Lys-63-specific deubiquitinase BRCC36 enhances the sensitivity of multiple myeloma cells to lenalidomide by inhibiting lysosomal degradation of cereblon

  • Cell Mol Life Sci. 2024 Aug 13;81(1):349. doi: 10.1007/s00018-024-05390-1.
Busong Wang # 1 Min Li # 1 Dan Cao 1 Qing Sun 1 Wenjun Yu 1 Jingjing Ma 2 Haigang Ren 3 Guoqiang Xu 4 Liang Zhou 5
Affiliations

Affiliations

  • 1 Jiangsu Key Laboratory of Neuropsychiatric Diseases and College of Pharmaceutical Sciences, Jiangsu Province Engineering Research Center of Precision Diagnostics and Therapeutics Development, Jiangsu Key Laboratory of Preventive and Translational Medicine for Geriatric Diseases, Suzhou Key Laboratory of Drug Research for Prevention and Treatment of Hyperlipidemic Diseases, Soochow University, 199 Ren'ai Road, Suzhou, 215123, Jiangsu, China.
  • 2 Department of Pharmacy, The Fourth Affiliated Hospital of Soochow University, Suzhou Dushu Lake Hospital, Medical Center of Soochow University, Suzhou, 215123, Jiangsu, China.
  • 3 Laboratory of Molecular Neuropathology, Department of Pharmacology, Jiangsu Key Laboratory of Neuropsychiatric Diseases and College of Pharmaceutical Sciences, Soochow University, 199 Ren'ai Road, Suzhou, 215123, Jiangsu, China. rhg@suda.edu.cn.
  • 4 Jiangsu Key Laboratory of Neuropsychiatric Diseases and College of Pharmaceutical Sciences, Jiangsu Province Engineering Research Center of Precision Diagnostics and Therapeutics Development, Jiangsu Key Laboratory of Preventive and Translational Medicine for Geriatric Diseases, Suzhou Key Laboratory of Drug Research for Prevention and Treatment of Hyperlipidemic Diseases, Soochow University, 199 Ren'ai Road, Suzhou, 215123, Jiangsu, China. gux2002@suda.edu.cn.
  • 5 Jiangsu Key Laboratory of Neuropsychiatric Diseases and College of Pharmaceutical Sciences, Jiangsu Province Engineering Research Center of Precision Diagnostics and Therapeutics Development, Jiangsu Key Laboratory of Preventive and Translational Medicine for Geriatric Diseases, Suzhou Key Laboratory of Drug Research for Prevention and Treatment of Hyperlipidemic Diseases, Soochow University, 199 Ren'ai Road, Suzhou, 215123, Jiangsu, China. liangzhou@suda.edu.cn.
  • # Contributed equally.
Abstract

Multiple myeloma (MM) is the second most common hematological tumor in adults.
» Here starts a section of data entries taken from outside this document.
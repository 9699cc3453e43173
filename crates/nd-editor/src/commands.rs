//! Undo/Redo command stack.
//!
//! Every undoable edit is captured as a **scene snapshot** pair: the whole
//! scene is encoded (rmp-serde) before and after, and undo/redo swaps the
//! live scene for the matching image. Pointer gestures open a batch on
//! pointer-down and close it on pointer-up, so a drag of any length is a
//! single undo step.

use nd_core::{SceneGraph, encode_snapshot, restore_snapshot};

/// One undoable step.
#[derive(Debug, Clone, PartialEq)]
pub struct Command {
    pub before: Vec<u8>,
    pub after: Vec<u8>,
    pub description: String,
}

/// Manages undo/redo stacks with batch grouping for gestures.
#[derive(Debug)]
pub struct CommandStack {
    undo_stack: Vec<Command>,
    redo_stack: Vec<Command>,
    /// Maximum undo depth.
    max_depth: usize,
    /// Batch nesting depth (0 = not batching).
    batch_depth: usize,
    /// Snapshot captured when the outermost batch opened.
    batch_snapshot: Option<Vec<u8>>,
    batch_description: String,
}

impl CommandStack {
    pub fn new(max_depth: usize) -> Self {
        Self {
            undo_stack: Vec::with_capacity(max_depth.min(256)),
            redo_stack: Vec::new(),
            max_depth,
            batch_depth: 0,
            batch_snapshot: None,
            batch_description: String::new(),
        }
    }

    /// Open a batch. The outermost call captures the scene; nested calls
    /// only bump the depth.
    pub fn begin_batch(&mut self, scene: &SceneGraph, description: &str) {
        if self.batch_depth == 0 {
            self.batch_snapshot = match encode_snapshot(scene) {
                Ok(bytes) => Some(bytes),
                Err(err) => {
                    log::warn!("history snapshot failed, '{description}' won't be undoable: {err}");
                    None
                }
            };
            self.batch_description = description.to_string();
        }
        self.batch_depth += 1;
    }

    /// Close a batch. When the outermost batch closes and the scene
    /// actually changed, one command is pushed.
    pub fn end_batch(&mut self, scene: &SceneGraph) {
        if self.batch_depth == 0 {
            return;
        }
        self.batch_depth -= 1;
        if self.batch_depth > 0 {
            return;
        }
        let Some(before) = self.batch_snapshot.take() else {
            return;
        };
        let after = match encode_snapshot(scene) {
            Ok(bytes) => bytes,
            Err(err) => {
                log::warn!("history snapshot failed: {err}");
                return;
            }
        };
        if before == after {
            return;
        }
        let description = std::mem::take(&mut self.batch_description);
        log::debug!("history push: {description}");
        self.push(Command {
            before,
            after,
            description,
        });
    }

    pub fn is_batching(&self) -> bool {
        self.batch_depth > 0
    }

    /// Run `edit` against the scene as one undo step.
    pub fn execute<R>(
        &mut self,
        scene: &mut SceneGraph,
        description: &str,
        edit: impl FnOnce(&mut SceneGraph) -> R,
    ) -> R {
        self.begin_batch(scene, description);
        let out = edit(scene);
        self.end_batch(scene);
        out
    }

    fn push(&mut self, cmd: Command) {
        self.undo_stack.push(cmd);
        if self.undo_stack.len() > self.max_depth {
            self.undo_stack.remove(0);
        }
        // Clear redo stack on new action
        self.redo_stack.clear();
    }

    /// Undo the last command. Returns its description.
    pub fn undo(&mut self, scene: &mut SceneGraph) -> Option<String> {
        let cmd = self.undo_stack.pop()?;
        if let Err(err) = restore_snapshot(scene, &cmd.before) {
            log::warn!("undo of '{}' failed: {err}", cmd.description);
            return None;
        }
        let desc = cmd.description.clone();
        self.redo_stack.push(cmd);
        Some(desc)
    }

    /// Redo the last undone command. Returns its description.
    pub fn redo(&mut self, scene: &mut SceneGraph) -> Option<String> {
        let cmd = self.redo_stack.pop()?;
        if let Err(err) = restore_snapshot(scene, &cmd.after) {
            log::warn!("redo of '{}' failed: {err}", cmd.description);
            return None;
        }
        let desc = cmd.description.clone();
        self.undo_stack.push(cmd);
        Some(desc)
    }

    pub fn can_undo(&self) -> bool {
        !self.undo_stack.is_empty()
    }

    pub fn can_redo(&self) -> bool {
        !self.redo_stack.is_empty()
    }

    pub fn undo_len(&self) -> usize {
        self.undo_stack.len()
    }

    /// Drop all history, including an open batch.
    pub fn clear(&mut self) {
        self.undo_stack.clear();
        self.redo_stack.clear();
        self.batch_depth = 0;
        self.batch_snapshot = None;
        self.batch_description.clear();
    }
}

#[cfg(test)]
mod tests {
    use super::*;
    use nd_core::{Id, Node};
    use pretty_assertions::assert_eq;

    fn scene_with(id: &str) -> SceneGraph {
        let mut scene = SceneGraph::new();
        scene.add_node(Node::new(Id::intern(id), 10.0, 10.0));
        scene
    }

    #[test]
    fn undo_redo_move() {
        let mut scene = scene_with("cmd_a");
        let mut stack = CommandStack::new(10);
        stack.execute(&mut scene, "move", |s| s.translate_node(Id::intern("cmd_a"), 5.0, 0.0));
        assert_eq!(scene.node(Id::intern("cmd_a")).map(|n| n.x), Some(15.0));

        assert_eq!(stack.undo(&mut scene).as_deref(), Some("move"));
        assert_eq!(scene.node(Id::intern("cmd_a")).map(|n| n.x), Some(10.0));
        assert!(stack.can_redo());

        assert_eq!(stack.redo(&mut scene).as_deref(), Some("move"));
        assert_eq!(scene.node(Id::intern("cmd_a")).map(|n| n.x), Some(15.0));
        assert!(!stack.can_redo());
    }

    #[test]
    fn redo_clears_on_new_action() {
        let mut scene = scene_with("cmd_b");
        let mut stack = CommandStack::new(10);
        let id = Id::intern("cmd_b");
        stack.execute(&mut scene, "first", |s| s.translate_node(id, 1.0, 0.0));
        stack.undo(&mut scene);
        assert!(stack.can_redo());
        stack.execute(&mut scene, "second", |s| s.translate_node(id, 0.0, 1.0));
        assert!(!stack.can_redo());
    }

    #[test]
    fn max_depth_trims_oldest() {
        let mut scene = scene_with("cmd_c");
        let mut stack = CommandStack::new(3);
        let id = Id::intern("cmd_c");
        for _ in 0..5 {
            stack.execute(&mut scene, "nudge", |s| s.translate_node(id, 1.0, 0.0));
        }
        assert_eq!(stack.undo_len(), 3);
        while stack.undo(&mut scene).is_some() {}
        assert_eq!(scene.node(id).map(|n| n.x), Some(12.0));
    }

    #[test]
    fn batch_undo_is_single_step() {
        let mut scene = scene_with("cmd_d");
        let mut stack = CommandStack::new(10);
        let id = Id::intern("cmd_d");
        stack.begin_batch(&scene, "drag");
        for _ in 0..4 {
            stack.execute(&mut scene, "inner", |s| s.translate_node(id, 2.0, 2.0));
        }
        assert!(stack.is_batching());
        stack.end_batch(&scene);
        assert_eq!(stack.undo_len(), 1);

        assert_eq!(stack.undo(&mut scene).as_deref(), Some("drag"));
        assert_eq!(scene.node(id).map(|n| (n.x, n.y)), Some((10.0, 10.0)));
    }

    #[test]
    fn empty_batch_no_undo_entry() {
        let mut scene = scene_with("cmd_e");
        let mut stack = CommandStack::new(10);
        stack.begin_batch(&scene, "click");
        stack.end_batch(&scene);
        stack.execute(&mut scene, "noop", |_| ());
        assert!(!stack.can_undo());
    }
}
Immunomodulatory drugs (IMiDs), such as thalidomide and lenalidomide (Len), are effective drugs for the treatment of multiple myeloma. Len can recruit IKZF1 and IKZF3 to Cereblon (CRBN), a substrate receptor of the cullin 4-RING E3 Ligase (CRL4), promote their ubiquitination and degradation, and finally inhibit the proliferation of myeloma cells. However, MM patients develop resistance to IMiDs over time, leading to disease recurrence and deterioration. To explore the possible approaches that may enhance the sensitivity of IMiDs to MM, in this study, we used the proximity labeling technique TurboID and quantitative proteomics to identify Lys-63-specific Deubiquitinase BRCC36 as a CRBN-interacting protein. Biochemical experiments demonstrated that BRCC36 in the BRISC complex protects CRBN from lysosomal degradation by specifically cleaving the K63-linked polyubiquitin chain on CRBN. Further studies found that a small-molecule compound SHIN1, which binds to BRISC complex subunit SHMT2, can upregulate CRBN by elevating BRCC36. The combination of SHIN1 and Len can further increase the sensitivity of MM cells to IMiDs. Therefore, this study provides the basis for the exploration of a possible strategy for the SHIN1 and Len combination treatment for MM.

Keywords

Antimyeloma effect; BRCC36; Cell viability; Cereblon (CRBN); Lenalidomide; Multiple myeloma (MM).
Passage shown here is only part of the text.